Ano 2 nº 46/2022: Mundo acadêmico - Um Breve Balanço sobre o Surgimento do Movimento Negro Unificado e Sua Radicalidade Anticapitalista - Willian Silva

boletim2-46


Mundo acadêmico ...

 

UM BREVE BALANÇO SOBRE O SURGIMENTO DO MOVIMENTO NEGRO UNIFICADO (MNU) E SUA RADICALIDADE ANTICAPITALISTA

 

Willian Marcos Antonio Silva

Graduando em História - USP

 

MNU

Imagem: Reprodução/Amarelo.

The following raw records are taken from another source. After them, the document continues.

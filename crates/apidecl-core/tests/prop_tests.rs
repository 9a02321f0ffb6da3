//! Property-based tests for casting and validation
//!
//! These check invariants that should hold for any input: existence
//! ordering, validator boundaries and the agreement between `validate`'s
//! return value and the errors it collects.

use apidecl_core::*;
use proptest::prelude::*;
use serde_json::{json, Value};

/// Strategy for generating existence levels
fn existence_strategy() -> impl Strategy<Value = Existence> {
    prop_oneof![
        Just(Existence::None),
        Just(Existence::AllowOmitted),
        Just(Existence::AllowNil),
        Just(Existence::Present),
    ]
}

/// Strategy for generating arbitrary JSON input
fn json_value_strategy() -> impl Strategy<Value = Value> {
    let leaf = prop_oneof![
        Just(Value::Null),
        any::<bool>().prop_map(Value::Bool),
        any::<i32>().prop_map(|n| json!(n)),
        "[a-zA-Z0-9 ]{0,12}".prop_map(Value::String),
    ];
    leaf.prop_recursive(3, 24, 4, |inner| {
        prop_oneof![
            prop::collection::vec(inner.clone(), 0..4).prop_map(Value::Array),
            prop::collection::hash_map("[a-z]{1,6}", inner, 0..4)
                .prop_map(|map| Value::Object(map.into_iter().collect())),
        ]
    })
}

fn profile_schema(existence: Existence) -> Schema {
    SchemaNode::object()
        .property("name", SchemaNode::string().existence(existence))
        .property(
            "score",
            SchemaNode::integer()
                .existence(existence)
                .try_validator(ValidatorKind::Maximum, &json!(100))
                .unwrap(),
        )
        .property("labels", SchemaNode::array(SchemaNode::string()))
        .into()
}

proptest! {
    #[test]
    fn validate_result_matches_errors(input in json_value_strategy(), existence in existence_strategy()) {
        let registry = Registry::new();
        let schema = profile_schema(existence);
        let node = cast_wire(Some(&input), &schema, &registry).unwrap();

        let mut errors = ValidationErrors::new();
        let valid = validate(&node, &mut errors);
        prop_assert_eq!(valid, errors.is_empty());
    }

    #[test]
    fn stronger_levels_never_accept_more(input in json_value_strategy()) {
        let registry = Registry::new();
        let mut previous_valid = true;
        for existence in [Existence::None, Existence::AllowOmitted, Existence::AllowNil, Existence::Present] {
            let schema: Schema = SchemaNode::string().existence(existence).into();
            let node = cast_wire(Some(&input), &schema, &registry).unwrap();
            let valid = node.is_valid();
            prop_assert!(previous_valid || !valid, "{} accepted what a weaker level rejected", existence);
            previous_valid = valid;
        }
    }

    #[test]
    fn maximum_boundary(value in -1000i64..1000, bound in -500i64..500, exclusive in any::<bool>()) {
        let registry = Registry::new();
        let schema: Schema = SchemaNode::integer()
            .try_validator(ValidatorKind::Maximum, &json!({ "value": bound, "exclusive": exclusive }))
            .unwrap()
            .into();
        let node = cast(Some(Raw::Integer(value)), &schema, &registry).unwrap();
        let expected = if exclusive { value < bound } else { value <= bound };
        prop_assert_eq!(node.is_valid(), expected);
    }

    #[test]
    fn integer_strings_round_trip(value in any::<i64>()) {
        let registry = Registry::new();
        let schema: Schema = SchemaNode::integer().into();
        let node = cast(Some(Raw::string(value.to_string())), &schema, &registry).unwrap();
        prop_assert_eq!(node.value(), &Casted::Integer(value));
    }
}
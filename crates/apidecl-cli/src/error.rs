//! Error types and handling for the CLI

use apidecl_core::loader::LoaderError;
use apidecl_core::ReferenceError;
use std::io;
use std::path::PathBuf;

/// Result type alias for CLI operations
pub type Result<T> = std::result::Result<T, Error>;

/// Main error type for CLI operations
#[derive(Debug, thiserror::Error)]
pub enum Error {
    /// IO error (file operations, etc.)
    #[error("IO error: {0}")]
    Io(#[from] io::Error),

    /// A declaration file could not be read or applied
    #[error("{0}")]
    Loader(#[from] LoaderError),

    /// A declaration refers to something that does not resolve
    #[error("Reference error: {0}")]
    Reference(#[from] ReferenceError),

    /// Document rendering failed
    #[error("Render error: {0}")]
    Render(#[from] apidecl_openapi::Error),

    /// File not found
    #[error("File not found: {}", path.display())]
    FileNotFound { path: PathBuf },

    /// Configuration error
    #[error("Configuration error: {0}")]
    Config(String),

    /// Invalid argument combination
    #[error("Invalid arguments: {0}")]
    InvalidArgs(String),

    /// The named schema is not declared
    #[error("Schema '{}' is not declared", name)]
    SchemaNotFound { name: String },

    /// The cast input failed validation
    #[error("Input is invalid: {} error(s)", count)]
    Invalid { count: usize },

    /// JSON serialization/deserialization error
    #[error("JSON error: {0}")]
    Json(#[from] serde_json::Error),

    /// YAML serialization/deserialization error
    #[error("YAML error: {0}")]
    Yaml(#[from] serde_yaml::Error),

    /// Generic error with context
    #[error("{message}")]
    Other { message: String },
}

impl Error {
    /// Create a configuration error
    pub fn config(message: impl Into<String>) -> Self {
        Self::Config(message.into())
    }

    /// Create a generic error with message
    pub fn other(message: impl Into<String>) -> Self {
        Self::Other {
            message: message.into(),
        }
    }

    /// Get the exit code for this error
    pub fn exit_code(&self) -> i32 {
        match self {
            Self::Io(_) => 1,
            Self::Loader(_) => 2,
            Self::Reference(_) => 3,
            Self::Render(_) => 4,
            Self::FileNotFound { .. } => 5,
            Self::Config(_) => 6,
            Self::InvalidArgs(_) => 7,
            Self::SchemaNotFound { .. } => 8,
            Self::Invalid { .. } => 9,
            Self::Json(_) => 12,
            Self::Yaml(_) => 13,
            Self::Other { .. } => 99,
        }
    }

    /// Check if this error should display usage help
    pub fn should_show_help(&self) -> bool {
        matches!(self, Self::InvalidArgs(_))
    }
}

/// Format an error for display to the user
pub fn format_error(error: &Error, use_color: bool) -> String {
    if use_color {
        use colored::Colorize;
        format!("{} {}", "Error:".red().bold(), error)
    } else {
        format!("Error: {}", error)
    }
}

#[cfg(test)]
mod tests {
    use super::*;
    use apidecl_core::ComponentKind;

    #[test]
    fn test_exit_codes_are_distinct() {
        let errors = [
            Error::Io(io::Error::new(io::ErrorKind::Other, "boom")),
            Error::Reference(ReferenceError::missing(ComponentKind::Schema, "Pet")),
            Error::FileNotFound { path: PathBuf::from("pets.yaml") },
            Error::config("bad"),
            Error::InvalidArgs("conflict".into()),
            Error::SchemaNotFound { name: "Pet".into() },
            Error::Invalid { count: 2 },
            Error::other("misc"),
        ];
        let mut codes: Vec<i32> = errors.iter().map(Error::exit_code).collect();
        codes.sort_unstable();
        codes.dedup();
        assert_eq!(codes.len(), errors.len());
        assert!(codes.iter().all(|code| *code != 0));
    }

    #[test]
    fn test_format_error_plain() {
        let error = Error::SchemaNotFound { name: "Pet".into() };
        assert_eq!(format_error(&error, false), "Error: Schema 'Pet' is not declared");
        assert!(Error::InvalidArgs("x".into()).should_show_help());
        assert!(!error.should_show_help());
    }
}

Fonte: https://www.uol.com.br/ecoa/ultimas-noticias/2021/07/07/ha-43-anos-mnu-…

 

Para compreendermos melhor o surgimento do Movimento Negro Unificado (MNU) no final da década de 1970, necessitamos retroceder um pouco no tempo a fim de visualizar a conjuntura histórico-social que possibilitou a emergência desse importante movimento negro brasileiro com determinadas caraterísticas que lhes são pertinentes.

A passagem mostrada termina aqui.